The Pot Seat: LeafCann’s Elisabetta Faenza 86’d all licence apps and came out okay
Food & Agriculture
Food & Agriculture
A year ago LeafCann did a highly unusual thing — for an aspiring marijuana company at least — and cancelled three licence applications.
It’s unusual because medical cannabis licences are difficult to get, requiring extensive documentation, background checks, and pre-planning.
For the well-organised they can take up to a year from application to receipt.
But CEO Elisabetta Faenza says it was something they had to do.
“LeafCann applied for licenses originally almost two years ago, all three, but it was for a particular site [south-east of Melbourne],” she said.
But they made, and won, an opportunistic bid on a disused R&D pharmaceuticals site on the outskirts of Adelaide in December 2017.
“It was a much much better site and during the bid process the South Australian government made it very clear that they were very open to medicinal cannabis company setting up in [the state], and we just saw all this support.”
The Office of Drug Control (ODC) was adamant they couldn’t switch sites within an application, so they had to scrap the original and resubmit wholly new paperwork in May 2018.
And last week, in the early days of May, Faenza says they got their manufacturing licence.
They’re still waiting on the R&D licence and the cultivation version (here’s an explainer on licences and permits).
LeafCann has tentative plans to publicly list someday, with an IPO becoming “an option” from 2020.
The company plans to have a fully built, $20m GMP-certified site (grow “chambers”), R&D facility and manufacturing plant, by the end of 2020.
Two years ago, when they were making those applications, LeafCann also began signing deals.
One with Essential Oils of Tasmania, owned by Atlas Pearls (ASX:ATP), has fallen through.

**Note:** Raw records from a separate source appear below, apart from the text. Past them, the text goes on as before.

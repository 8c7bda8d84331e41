//! Siege actions: the request produced by the classifier and the
//! processors that carry it out.
//!
//! # Dispatch table
//!
//! | Kind | Block | Where | Eligibility |
//! |------|-------|-------|-------------|
//! | Attack | coloured banner | wilderness | a town unit borders the block's cell |
//! | Abandon | white banner | wilderness | an in-progress zone flag within one town unit |
//! | Surrender | white banner | besieged town | none |
//! | Invade | coloured banner | besieged town | player's faction is an attacker |
//! | Plunder | chest | besieged town | player's faction is an attacker |
//!
//! Every kind is also gated by its own toggle in [`SiegeWarSettings`].

use crate::config::SiegeWarSettings;
use crate::input::{PlaceBlockEvent, Player};
use crate::state::{FactionId, Participant, Settlement, Siege, TownUnit};
use crate::zone::SiegeZone;
use serde::{Deserialize, Serialize};

#[derive(Debug, Clone, Copy, PartialEq, Eq, Hash, Serialize, Deserialize)]
#[serde(rename_all = "snake_case")]
pub enum ActionKind {
    Attack,
    Abandon,
    Surrender,
    Invade,
    Plunder,
}

impl ActionKind {
    pub const ALL: [ActionKind; 5] = [
        ActionKind::Attack,
        ActionKind::Abandon,
        ActionKind::Surrender,
        ActionKind::Invade,
        ActionKind::Plunder,
    ];

    /// Feature toggle for this kind.
    pub fn is_enabled(self, settings: &SiegeWarSettings) -> bool {
        match self {
            ActionKind::Attack => settings.attack_enabled,
            ActionKind::Abandon => settings.abandon_enabled,
            ActionKind::Surrender => settings.surrender_enabled,
            ActionKind::Invade => settings.invade_enabled,
            ActionKind::Plunder => settings.plunder_enabled,
        }
    }

    pub fn as_str(self) -> &'static str {
        match self {
            ActionKind::Attack => "attack",
            ActionKind::Abandon => "abandon",
            ActionKind::Surrender => "surrender",
            ActionKind::Invade => "invade",
            ActionKind::Plunder => "plunder",
        }
    }
}

impl std::fmt::Display for ActionKind {
    fn fmt(&self, f: &mut std::fmt::Formatter<'_>) -> std::fmt::Result {
        f.write_str(self.as_str())
    }
}

/// A placement that passed every precondition of one action kind, with the
/// context resolved along the way.
#[derive(Debug, Clone)]
pub enum ActionRequest<'a> {
    Attack {
        adjacent_units: Vec<&'a TownUnit>,
    },
    Abandon {
        zone: &'a SiegeZone,
    },
    Surrender {
        settlement: &'a Settlement,
    },
    Invade {
        participant: &'a Participant,
        /// The player's faction, known to be one of the siege's attackers
        faction: &'a FactionId,
        settlement: &'a Settlement,
        siege: &'a Siege,
    },
    Plunder {
        participant: &'a Participant,
        faction: &'a FactionId,
        settlement: &'a Settlement,
        siege: &'a Siege,
    },
}

impl ActionRequest<'_> {
    pub fn kind(&self) -> ActionKind {
        match self {
            ActionRequest::Attack { .. } => ActionKind::Attack,
            ActionRequest::Abandon { .. } => ActionKind::Abandon,
            ActionRequest::Surrender { .. } => ActionKind::Surrender,
            ActionRequest::Invade { .. } => ActionKind::Invade,
            ActionRequest::Plunder { .. } => ActionKind::Plunder,
        }
    }

    /// Short description of what the action targets, for logs.
    pub fn target(&self) -> String {
        match self {
            ActionRequest::Attack { adjacent_units } => adjacent_units
                .iter()
                .find_map(|u| u.settlement.clone())
                .unwrap_or_default(),
            ActionRequest::Abandon { zone } => zone.name(),
            ActionRequest::Surrender { settlement }
            | ActionRequest::Invade { settlement, .. }
            | ActionRequest::Plunder { settlement, .. } => settlement.name.clone(),
        }
    }

    /// Hand the request to the matching processor.
    pub fn dispatch<P: SiegeActionProcessor + ?Sized>(
        &self,
        event: &PlaceBlockEvent,
        processor: &mut P,
    ) {
        match self {
            ActionRequest::Attack { adjacent_units } => processor.attack(event, adjacent_units),
            ActionRequest::Abandon { zone } => processor.abandon(event, zone),
            ActionRequest::Surrender { settlement } => processor.surrender(event, settlement),
            ActionRequest::Invade {
                participant,
                faction,
                settlement,
                siege,
            } => processor.invade(event, participant, faction, settlement, siege),
            ActionRequest::Plunder {
                participant,
                faction,
                settlement,
                siege,
            } => processor.plunder(event, participant, faction, settlement, siege),
        }
    }
}

/// The five action processors.
///
/// Implementations own whatever host context they need (economy, teleport,
/// chat). Calls are fire-and-forget: the classifier has already decided the
/// placement is a siege action by the time one of these runs.
pub trait SiegeActionProcessor {
    fn attack(&mut self, event: &PlaceBlockEvent, adjacent_units: &[&TownUnit]);

    fn abandon(&mut self, event: &PlaceBlockEvent, zone: &SiegeZone);

    fn surrender(&mut self, event: &PlaceBlockEvent, settlement: &Settlement);

    fn invade(
        &mut self,
        event: &PlaceBlockEvent,
        participant: &Participant,
        faction: &FactionId,
        settlement: &Settlement,
        siege: &Siege,
    );

    fn plunder(
        &mut self,
        event: &PlaceBlockEvent,
        participant: &Participant,
        faction: &FactionId,
        settlement: &Settlement,
        siege: &Siege,
    );
}

/// Player-facing error channel.
pub trait Messenger {
    fn send_error(&mut self, player: &Player, message: &str);
}

/// Messenger that only writes to the log. Used when there is no chat.
#[derive(Debug, Default, Clone, Copy)]
pub struct LogMessenger;

impl Messenger for LogMessenger {
    fn send_error(&mut self, player: &Player, message: &str) {
        log::warn!("[to {}] {}", player.name, message);
    }
}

Faenza says while they “love” the team they couldn’t reach an agreement with the company’s shareholders on issues such as property: LeafCann needed a lease or an option to buy, Atlas wanted to start investing straight away without that certainty on the table.
Deals with Creso Pharma (ASX:CPH) and Canadian cannabis inhaler maker Resolve Digital Health are working out better.
Resolve recently got its inhaler registered as a medical device in Canada, opening the door for similar registration in Australia where LeafCann has the exclusive licence.
A letter of intent with Creso in May 2017 was for product development and production in Australia; LeafCann is waiting on its licences to come through in order to sign a final deal,
They have one confirmed offtake agreement with an unlisted offshoot of a listed company in the nutritional medicine sector and two others with “big overseas companies”.
LeafCann also has six unlisted cultivators in Australia whose licences and licence applications are linked to their manufacturing licence.
Australian cultivators are tending towards the super high-tech for their growing facilities, but Faenza’s vision for what the final LeafCann site will look like could be one of the most extreme.
She describes a system of hyper-controlled growing chambers, each one handling a different stage of growth, a different cultivar, even being looked after by separate employees.
Faenza claims that “seas of green”, such as those in Canada where companies are struggling to lift their quality control standards, simply can’t meet the super high manufacturing standards of GMP because they can’t isolate infections or contamination.
Products made in Canada are also problematic because while they may be “GMP-finished”, the process up until that point is not GMP standard.
“We’re very frustrated that the overseas products that’s coming into Australia. It doesn’t meet the same standards that Australian product will have to meet but it’s preferable to people going out and getting illicit product that absolutely doesn’t meet the standard,” she said.
What Australian growers like LeafCann are trying to do is bring some quality controlled rigour to a sector that ultimately grew out of Canada’s, and the US’s, illicit drug sectors.
“A lot of what’s out there is mythology, there [are] very [few] validating standards in the sector,” Faenza says.
These include the idea that LED lights can’t produce the right spectrum and enough radiant heat compared to halogen lights. Illicit growers “trained” light makers over years to deliver the right kinds of lights, and LED light makers just haven’t had their products selected for cannabis cultivation in the same way, yet.
“The biggest myth is that greenhouses can produce GMP product,” Faenza says.
In Canada she says it’s a myth that square metres under cultivation — that sea of green — is a mark of profitability.
“The reason they’re not telling you their yields, they’re just telling you the square metres, is if you got the yield information on product [which obtained] a marketing licence, which means it’s passed testing.
“It would be a very small number. It’s not passing.”